Schedoni, répondant à cet appel, s’avança d’un pas ferme jusqu’au pied du tribunal, fit le signe de la croix et salua les inquisiteurs, puis il attendit de nouveaux ordres.

Le grand pénitencier fut appelé à son tour. Vivaldi remarqua que sa démarche était chancelante et que ses facultés paraissaient affaiblies, soit par l’âge, soit par les austérités. Il s’inclina profondément devant les inquisiteurs.

Vivaldi n’eut pas le temps de remarquer si Schedoni avait été troublé à la vue du père Ansaldo ; car lui-même reçut l’ordre de s’avancer, ce qu’il fit d’un air calme et digne.

Le grand inquisiteur commença le triple interrogatoire.

— Père Schedoni du Spirito Santo, dit-il, répondez et dites-nous si la personne qui est maintenant en votre présence, et qui porte le titre de grand pénitencier des Pénitents Noirs de Santa Maria del Pianto, est connue de vous et si vous l’avez déjà vue ailleurs.

Schedoni répondit par un simple signe de dénégation.

La même question fut posée au père Ansaldo. Et au grand étonnement de Vivaldi, le pénitencier, dont la vue était d’ailleurs incertaine et troublée, déclara qu’il ne reconnaissait pas Schedoni. Vivaldi fut alors confronté avec le dominicain. Il déclara que la personne qu’on lui présentait ne lui avait jamais été connue que sous le nom du père Schedoni, religieux du couvent de Spirito Santo. Il ne savait rien de plus sur son compte. Cette modération de Vivaldi ne laissa pas que de surprendre Schedoni qui, comme tous les esprits artificieux, prêta une arrière-pensée de perfidie à une conduite qu’il ne comprenait pas.

Après l’accomplissement de quelques formalités, le tribunal donna ordre au père Ansaldo de rapporter les particularités de la confession qu’il avait reçue la veille de la Saint-Marc. Après avoir prêté le serment de ne dire ni plus ni moins que la vérité, le pénitencier fit la déposition suivante que le greffier écrivit à mesure qu’il parlait et que les assistants écoutèrent avec des sentiments différents, quoique avec une égale apparence d’impassibilité.

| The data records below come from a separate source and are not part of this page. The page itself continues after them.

//! In-memory store implementation.
//!
//! Honors the same contract as [`RedisStore`](super::RedisStore) inside one
//! process. Outages can be simulated with [`MemoryStore::set_reachable`].

use std::collections::{BTreeSet, HashMap};
use std::sync::atomic::{AtomicU64, Ordering};
use std::sync::Arc;

use async_trait::async_trait;
use fred::error::{RedisError, RedisErrorKind};
use tokio::sync::Mutex;

use crate::connection::ConnectionState;
use crate::storage::Store;
use crate::{Error, Result};

/// One ordered set: members sorted by `(score, member)` like Redis does for
/// equal scores, plus a reverse lookup for removal.
#[derive(Debug, Default)]
struct OrderedSet {
    entries: BTreeSet<(i64, String)>,
    scores: HashMap<String, i64>,
}

impl OrderedSet {
    fn insert(&mut self, member: &str, score: i64) {
        if let Some(old) = self.scores.insert(member.to_string(), score) {
            self.entries.remove(&(old, member.to_string()));
        }
        self.entries.insert((score, member.to_string()));
    }

    fn remove(&mut self, member: &str) {
        if let Some(old) = self.scores.remove(member) {
            self.entries.remove(&(old, member.to_string()));
        }
    }
}

/// Counters live in `strings` as decimal text, like Redis stores them
#[derive(Debug, Default)]
struct MemoryState {
    strings: HashMap<String, String>,
    sets: HashMap<String, OrderedSet>,
}

/// In-process store
#[derive(Clone)]
pub struct MemoryStore {
    state: Arc<Mutex<MemoryState>>,
    connection: ConnectionState,
    range_queries: Arc<AtomicU64>,
}

impl Default for MemoryStore {
    fn default() -> Self {
        Self::new()
    }
}

impl MemoryStore {
    /// Create an empty, reachable store
    pub fn new() -> Self {
        let connection = ConnectionState::new();
        connection.set_connected();
        Self {
            state: Arc::new(Mutex::new(MemoryState::default())),
            connection,
            range_queries: Arc::new(AtomicU64::new(0)),
        }
    }

    /// Simulate losing or regaining the connection
    pub fn set_reachable(&self, reachable: bool) {
        if reachable {
            self.connection.set_connected();
        } else {
            self.connection.set_disconnected();
        }
    }

    /// Simulate the transport giving up
    pub fn exhaust(&self, reason: &str) {
        self.connection.set_exhausted(reason);
    }

    /// Number of range queries served so far
    pub fn range_queries(&self) -> u64 {
        self.range_queries.load(Ordering::SeqCst)
    }

    fn ensure_reachable(&self) -> Result<()> {
        if self.connection.is_reachable() {
            Ok(())
        } else {
            Err(Error::Connection("memory store is unreachable".into()))
        }
    }
}

fn not_an_integer() -> Error {
    Error::Redis(RedisError::new(
        RedisErrorKind::InvalidArgument,
        "value is not an integer or out of range",
    ))
}

#[async_trait]
impl Store for MemoryStore {
    async fn incr(&self, key: &str) -> Result<i64> {
        self.ensure_reachable()?;
        let mut state = self.state.lock().await;
        let current = match state.strings.get(key) {
            Some(raw) => raw.parse::<i64>().map_err(|_| not_an_integer())?,
            None => 0,
        };
        let next = current.checked_add(1).ok_or_else(not_an_integer)?;
        state.strings.insert(key.to_string(), next.to_string());
        Ok(next)
    }

    async fn set(&self, key: &str, value: &str) -> Result<Option<String>> {
        self.ensure_reachable()?;
        let mut state = self.state.lock().await;
        Ok(state.strings.insert(key.to_string(), value.to_string()))
    }

    async fn get(&self, key: &str) -> Result<Option<String>> {
        self.ensure_reachable()?;
        let state = self.state.lock().await;
        Ok(state.strings.get(key).cloned())
    }

    async fn del(&self, key: &str) -> Result<()> {
        self.ensure_reachable()?;
        let mut state = self.state.lock().await;
        state.strings.remove(key);
        state.sets.remove(key);
        Ok(())
    }

    async fn zadd(&self, key: &str, member: &str, score: i64) -> Result<()> {
        self.ensure_reachable()?;
        let mut state = self.state.lock().await;
        state.sets.entry(key.to_string()).or_default().insert(member, score);
        Ok(())
    }

    async fn zrem(&self, key: &str, member: &str) -> Result<()> {
        self.ensure_reachable()?;
        let mut state = self.state.lock().await;
        if let Some(set) = state.sets.get_mut(key) {
            set.remove(member);
            if set.entries.is_empty() {
                state.sets.remove(key);
            }
        }
        Ok(())
    }

    async fn zrange_by_score(&self, key: &str, max: i64, limit: usize) -> Result<Vec<String>> {
        self.ensure_reachable()?;
        self.range_queries.fetch_add(1, Ordering::SeqCst);
        let state = self.state.lock().await;
        let members = state
            .sets
            .get(key)
            .map(|set| {
                set.entries
                    .iter()
                    .take_while(|(score, _)| *score <= max)
                    .take(limit)
                    .map(|(_, member)| member.clone())
                    .collect()
            })
            .unwrap_or_default();
        Ok(members)
    }

    async fn zcard(&self, key: &str) -> Result<u64> {
        self.ensure_reachable()?;
        let state = self.state.lock().await;
        Ok(state.sets.get(key).map(|set| set.entries.len() as u64).unwrap_or(0))
    }

    fn connection(&self) -> &ConnectionState {
        &self.connection
    }
}

#[cfg(test)]
mod tests {
    use super::*;

    #[tokio::test]
    async fn test_counter_starts_at_one() {
        let store = MemoryStore::new();
        assert_eq!(store.incr("c").await.unwrap(), 1);
        assert_eq!(store.incr("c").await.unwrap(), 2);
        assert_eq!(store.incr("other").await.unwrap(), 1);
    }

    #[tokio::test]
    async fn test_counter_is_a_string_value() {
        let store = MemoryStore::new();
        store.incr("c").await.unwrap();
        store.incr("c").await.unwrap();
        assert_eq!(store.get("c").await.unwrap(), Some("2".to_string()));

        store.set("c", "41").await.unwrap();
        assert_eq!(store.incr("c").await.unwrap(), 42);

        store.set("text", "hello").await.unwrap();
        assert!(matches!(store.incr("text").await, Err(Error::Redis(_))));

        store.del("c").await.unwrap();
        assert_eq!(store.get("c").await.unwrap(), None);
        assert_eq!(store.incr("c").await.unwrap(), 1);
    }

    #[tokio::test]
    async fn test_set_returns_previous() {
        let store = MemoryStore::new();
        assert_eq!(store.set("k", "a").await.unwrap(), None);
        assert_eq!(store.set("k", "b").await.unwrap(), Some("a".into()));
        assert_eq!(store.get("k").await.unwrap(), Some("b".into()));
    }

    #[tokio::test]
    async fn test_idempotent_removal() {
        let store = MemoryStore::new();
        store.del("missing").await.unwrap();
        store.zrem("missing", "1").await.unwrap();

        store.zadd("z", "1", 10).await.unwrap();
        store.zrem("z", "1").await.unwrap();
        store.zrem("z", "1").await.unwrap();
        assert_eq!(store.zcard("z").await.unwrap(), 0);
    }

    #[tokio::test]
    async fn test_range_by_score() {
        let store = MemoryStore::new();
        store.zadd("z", "3", 30).await.unwrap();
        store.zadd("z", "1", 10).await.unwrap();
        store.zadd("z", "2", 20).await.unwrap();

        assert_eq!(store.zrange_by_score("z", 25, 10).await.unwrap(), vec!["1", "2"]);
        assert_eq!(store.zrange_by_score("z", 100, 1).await.unwrap(), vec!["1"]);
        assert!(store.zrange_by_score("z", 5, 10).await.unwrap().is_empty());
        assert!(store.zrange_by_score("none", 100, 10).await.unwrap().is_empty());
        assert_eq!(store.range_queries(), 4);
    }

    #[tokio::test]
    async fn test_zadd_updates_score() {
        let store = MemoryStore::new();
        store.zadd("z", "1", 50).await.unwrap();
        store.zadd("z", "2", 20).await.unwrap();
        store.zadd("z", "1", 10).await.unwrap();

        assert_eq!(store.zrange_by_score("z", 100, 10).await.unwrap(), vec!["1", "2"]);
        assert_eq!(store.zcard("z").await.unwrap(), 2);
    }

    #[tokio::test]
    async fn test_unreachable_fails_operations() {
        let store = MemoryStore::new();
        store.set_reachable(false);
        assert!(!store.connection().is_reachable());

        let err = store.incr("c").await.unwrap_err();
        assert!(err.is_transport());

        store.set_reachable(true);
        assert_eq!(store.incr("c").await.unwrap(), 1);
    }
}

— C’était le soir du 25 avril 1752, dit-il. J’étais, selon ma coutume, dans le confessionnal de Santa Maria del Pianto lorsque j’entendis, à ma gauche, de profonds gémissements dont je fus frappé, car je ne savais pas qu’il y eût là un pénitent. À la vérité, la nuit commençait à se répandre dans l’église, éclairée seulement par quelques cierges de la chapelle Saint-Antoine. Les gémissements cessaient quelquefois, puis reprenaient avec plus de force, attestant une sorte de lutte entre le remords d’un crime et la honte de le confesser. J’essayai alors d’encourager le pénitent et de lui inspirer confiance dans la miséricorde divine ; longtemps mes efforts furent inutiles. Le péché semblait trop énorme pour pouvoir sortir de son sein et cependant le coupable avait peine à le retenir, tant ce fardeau pesait à sa conscience ! Il avait besoin de s’en soulager par la confession et l’absolution, fût-ce au prix de la pénitence la plus dure.

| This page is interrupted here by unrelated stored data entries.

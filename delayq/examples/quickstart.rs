//! Delayq quickstart example
//!
//! Schedules a few reminders with different delays and prints them as they
//! fall due, earliest first.
//!
//! Run with:
//!   cargo run --example quickstart

use delayq::{SchedulerFactory, SchedulerMetrics, StoreConfig};
use futures::StreamExt;
use serde::{Deserialize, Serialize};
use std::time::Duration;

/// Reminder payload
#[derive(Debug, Serialize, Deserialize)]
struct Reminder {
    user: String,
    message: String,
}

#[tokio::main]
async fn main() -> Result<(), Box<dyn std::error::Error>> {
    // Initialize logging
    tracing_subscriber::fmt::init();

    let config = match std::env::var("REDIS_URL") {
        Ok(url) => StoreConfig::from_url(&url)?,
        Err(_) => StoreConfig::default(),
    };

    let metrics = SchedulerMetrics::new()?;
    let factory = SchedulerFactory::connect(config)
        .await?
        .with_metrics(metrics.clone());

    println!("Delayq Quickstart Example\n");

    let topic = format!("quickstart-{}", std::process::id());
    let reminders = factory.scheduler_with_interval::<Reminder>(&topic, Duration::from_millis(200))?;

    // 1. Schedule out of order
    println!("1. Scheduling reminders...");
    for (user, delay) in [("carol", 3), ("alice", 1), ("bob", 2)] {
        let id = reminders
            .schedule_in(
                &Reminder {
                    user: user.to_string(),
                    message: format!("due after {}s", delay),
                },
                Duration::from_secs(delay),
            )
            .await?;
        println!("   Task {} for {} in {}s", id, user, delay);
    }
    println!("   Pending: {}\n", reminders.pending().await?);

    // 2. Consume in due order
    println!("2. Waiting for reminders...");
    let mut due = reminders.listen().take(3);
    while let Some(reminder) = due.next().await {
        let reminder = reminder?;
        println!("   {} -> {}", reminder.user, reminder.message);
    }

    println!("\n3. Metrics:\n{}", metrics.gather());
    Ok(())
}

— Allez au fait, interrompit l’inquisiteur, ce ne sont là que des réflexions.

— Les faits viendront bientôt, dit le père Ansaldo en s’inclinant. Et quand je les dirai, mes révérends pères, vous en serez frappés d’horreur, comme je l’ai été moi-même, quoique pour des raisons différentes. Le pénitent commença enfin sa confession qu’il interrompit à plusieurs reprises. Une fois, entre autres, il quitta le confessionnal et se mit à marcher dans l’église à pas précipités, comme pour calmer son extrême agitation. C’est alors que je l’observai : il était vêtu en moine blanc, et sa taille était à peu près celle du religieux que vous appelez le père Schedoni et qui est là devant moi. Quant à son visage, je ne pus le voir ; il avait grand soin de me le dérober. Lorsqu’il revint s’agenouiller à mes pieds, il avait pris la résolution d’accomplir jusqu’au bout sa terrible tâche, et il me fit, à travers la grille, le récit que je vais vous répéter.

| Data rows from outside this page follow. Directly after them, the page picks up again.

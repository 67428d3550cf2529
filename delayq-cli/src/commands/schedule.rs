//! Schedule command handler

use chrono::{DateTime, Utc};
use color_eyre::eyre::eyre;
use color_eyre::Result;
use delayq::SchedulerFactory;
use serde_json::Value;

/// Resolve the due time in epoch milliseconds
///
/// `at` wins over `delay_ms`; with neither the task is due immediately.
pub fn resolve_due(delay_ms: Option<u64>, at: Option<i64>, now: DateTime<Utc>) -> Result<i64> {
    let now = now.timestamp_millis();
    match (at, delay_ms) {
        (Some(at), _) => Ok(at),
        (None, Some(delay)) => {
            let delay = i64::try_from(delay).map_err(|_| eyre!("delay {} ms is out of range", delay))?;
            Ok(now.saturating_add(delay))
        }
        (None, None) => Ok(now),
    }
}

/// Schedule a JSON payload on a topic
pub async fn run(factory: &SchedulerFactory, topic: &str, payload: &str, due_at: i64) -> Result<()> {
    let payload: Value =
        serde_json::from_str(payload).map_err(|e| eyre!("Payload is not valid JSON: {}", e))?;

    let scheduler = factory.scheduler::<Value>(topic)?;
    let id = scheduler.schedule(&payload, due_at).await?;

    let due = DateTime::<Utc>::from_timestamp_millis(due_at)
        .map(|t| t.to_rfc3339())
        .unwrap_or_else(|| due_at.to_string());
    println!("Task {} scheduled on '{}' for {}", id, topic, due);

    Ok(())
}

« – J’ai été toute ma vie, me dit le pénitent, l’esclave de mes passions, et elles m’ont conduit aux plus déplorables excès. J’avais un frère…

« Là, il s’arrêta ; et de nouveaux gémissements trahirent l’excès de ses angoisses. Puis il reprit :

« – Ce frère avait une femme… écoutez bien, mon père, et dites si je puis espérer l’absolution… une femme très belle !… Je l’aimais, elle était vertueuse et je désespérais. Ô mon père, continua-t-il avec un accent effrayant, avez-vous jamais connu les fureurs et le délire du désespoir ? Le mien enflamma toutes les passions de mon âme, et les aiguillonna par des tortures atroces dont je résolus de me délivrer à tout prix. Mon frère mourut…

« Le pénitent s’arrêta encore. Le ton dont il avait prononcé ces derniers mots me fit frémir. Ses lèvres serrées se refusaient à articuler aucun son ; je lui dis de continuer.

« – Mon frère mourut, reprit-il, loin de chez lui.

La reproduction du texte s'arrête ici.